In several years' worth of work, the researchers proved that time and again the critical developmental culprit was transforming growth factor beta. All of the defects that were observed in the mouse model of Marfan syndrome could be attributed to an increase in transforming growth factor beta signaling in a variety of tissues, including the lungs, aorta and mitral valve.
The next logical step was to see if they could prevent the excessive signaling of transforming growth factor beta. Since aortic aneurysm is the only Marfan syndrome phenotype associated with significant mortality, the researchers chose to focus on that problem first. They were looking for a safe drug that could attenuate the formation of aortic aneurysm in the mice by dialing down the amount of transforming growth factor beta activity in the blood vessels.
Their search turned up losartan, a blood pressure medication that other researchers found to have activity against transforming growth factor beta in studies of chronic renal disease. Since losartan both lowered blood pressure and antagonized the activity of transforming growth factor beta, the researchers thought it might have a double benefit in Marfan patients.
Dietz and his colleagues at Hopkins proceeded to set up a clinical trial on mice to compare losartan, propranolol -- a blood pressure agent that is the existing standard of care for Marfan patients -- and a placebo. The three groups of mice were followed prospectively and all analyses were done blinded to genotype and treatment.

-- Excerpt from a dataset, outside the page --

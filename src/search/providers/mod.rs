pub mod tavily;

pub use tavily::TavilySearchProvider;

The studies showed that the mice that received losartan showed no progression of aneurysm formation and even an apparent reversal of aortic pathology. "Those mice had normal aortic root growth, normal aortic root size and normal aortic wall thickness and architecture," said Dietz. "Coming out of the study, pathologists who were blinded to the genotype and treatment arm of the mice could not distinguish losartan-treated Marfan mice from normal mice."
Dietz is optimistic - although more work remains to be done - that losartan might actually remodel the abnormal architecture of the aortic wall. It is also possible that lessons learned from these molecular studies of Marfan syndrome could be applied to other syndromic and non-syndromic cases of aortic aneurysm. For example, Dietz said, might an increase in transforming growth factor beta be involved there as well? The answer, at least in part, appears to be yes. Over the past two years, Dietz's group and collaborators at Ghent University in Belgium have tied excessive transforming growth factor beta signaling to two other aortic aneurysm syndromes (Loeys-Dietz syndrome and arterial tortuosity syndrome).
"Aortic aneurysm is a major public health burden," said Dietz. "About one to two percent of the population in industrialized countries dies from aortic aneurysm and rupture. So we are now targeting the more common forms of aneurysm for study."